**TASK INSTRUCTIONS**.
Could each record be restated word for word?
Segment Open
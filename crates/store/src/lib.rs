//! Embedding models and vector stores for ragdemo.
//!
//! # Components
//!
//! - **Embedders**: [`EmbeddingService`] (local fastembed ONNX model) and
//!   [`OllamaEmbedder`] (HTTP), both behind the [`Embedder`] trait.
//! - **Vector stores**: [`SqliteVectorStore`] (durable) and
//!   [`InMemoryVectorStore`], both behind the [`VectorStore`] trait.
//!
//! Search ranks by cosine similarity rescaled to `[0, 1]`; ties keep
//! insertion order. Every store is bound to one embedding dimension and
//! rejects vectors of any other size.

use std::sync::Arc;

use ragdemo_common::Result;

pub mod embedding;
pub mod sqlite;
pub mod store;
pub mod types;

pub use embedding::{Embedder, EmbeddingService, OllamaEmbedder, build_embedder};
pub use sqlite::SqliteVectorStore;
pub use store::{InMemoryVectorStore, VectorStore};
pub use types::{
    CreateOption, EmbeddingConfig, EmbeddingMatch, EmbeddingProvider, SearchRequest,
    StoreBackend, StoreConfig,
};

/// Opens the configured store for vectors of `dimension` components.
pub fn open_store(config: &StoreConfig, dimension: usize) -> Result<Arc<dyn VectorStore>> {
    match config.backend {
        StoreBackend::Sqlite => Ok(Arc::new(SqliteVectorStore::open(config, dimension)?)),
        StoreBackend::Memory => {
            tracing::warn!("Using in-memory vector store; embeddings will not survive a restart");
            Ok(Arc::new(InMemoryVectorStore::new(dimension)))
        }
    }
}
Segment Closed
**EXERCISE OUTPUT**.
filename crates/store/src/lib.rs
//! Embedding models and vector stores for ragdemo.
//!
//! # Components
//!
//! - **Embedders**: [`EmbeddingService`] (local fastembed ONNX model) and
//!   [`OllamaEmbedder`] (HTTP), both behind the [`Embedder`] trait.
//! - **Vector stores**: [`SqliteVectorStore`] (durable) and
//!   [`InMemoryVectorStore`], both behind the [`VectorStore`] trait.
//!
//! Search ranks by cosine similarity rescaled to `[0, 1]`; ties keep
//! insertion order. Every store is bound to one embedding dimension and
//! rejects vectors of any other size.

use std::sync::Arc;

use ragdemo_common::Result;

pub mod embedding;
pub mod sqlite;
pub mod store;
pub mod types;

pub use embedding::{Embedder, EmbeddingService, OllamaEmbedder, build_embedder};
pub use sqlite::SqliteVectorStore;
pub use store::{InMemoryVectorStore, VectorStore};
pub use types::{
    CreateOption, EmbeddingConfig, EmbeddingMatch, EmbeddingProvider, SearchRequest,
    StoreBackend, StoreConfig,
};

/// Opens the configured store for vectors of `dimension` components.
pub fn open_store(config: &StoreConfig, dimension: usize) -> Result<Arc<dyn VectorStore>> {
    match config.backend {
        StoreBackend::Sqlite => Ok(Arc::new(SqliteVectorStore::open(config, dimension)?)),
        StoreBackend::Memory => {
            tracing::warn!("Using in-memory vector store; embeddings will not survive a restart");
            Ok(Arc::new(InMemoryVectorStore::new(dimension)))
        }
    }
}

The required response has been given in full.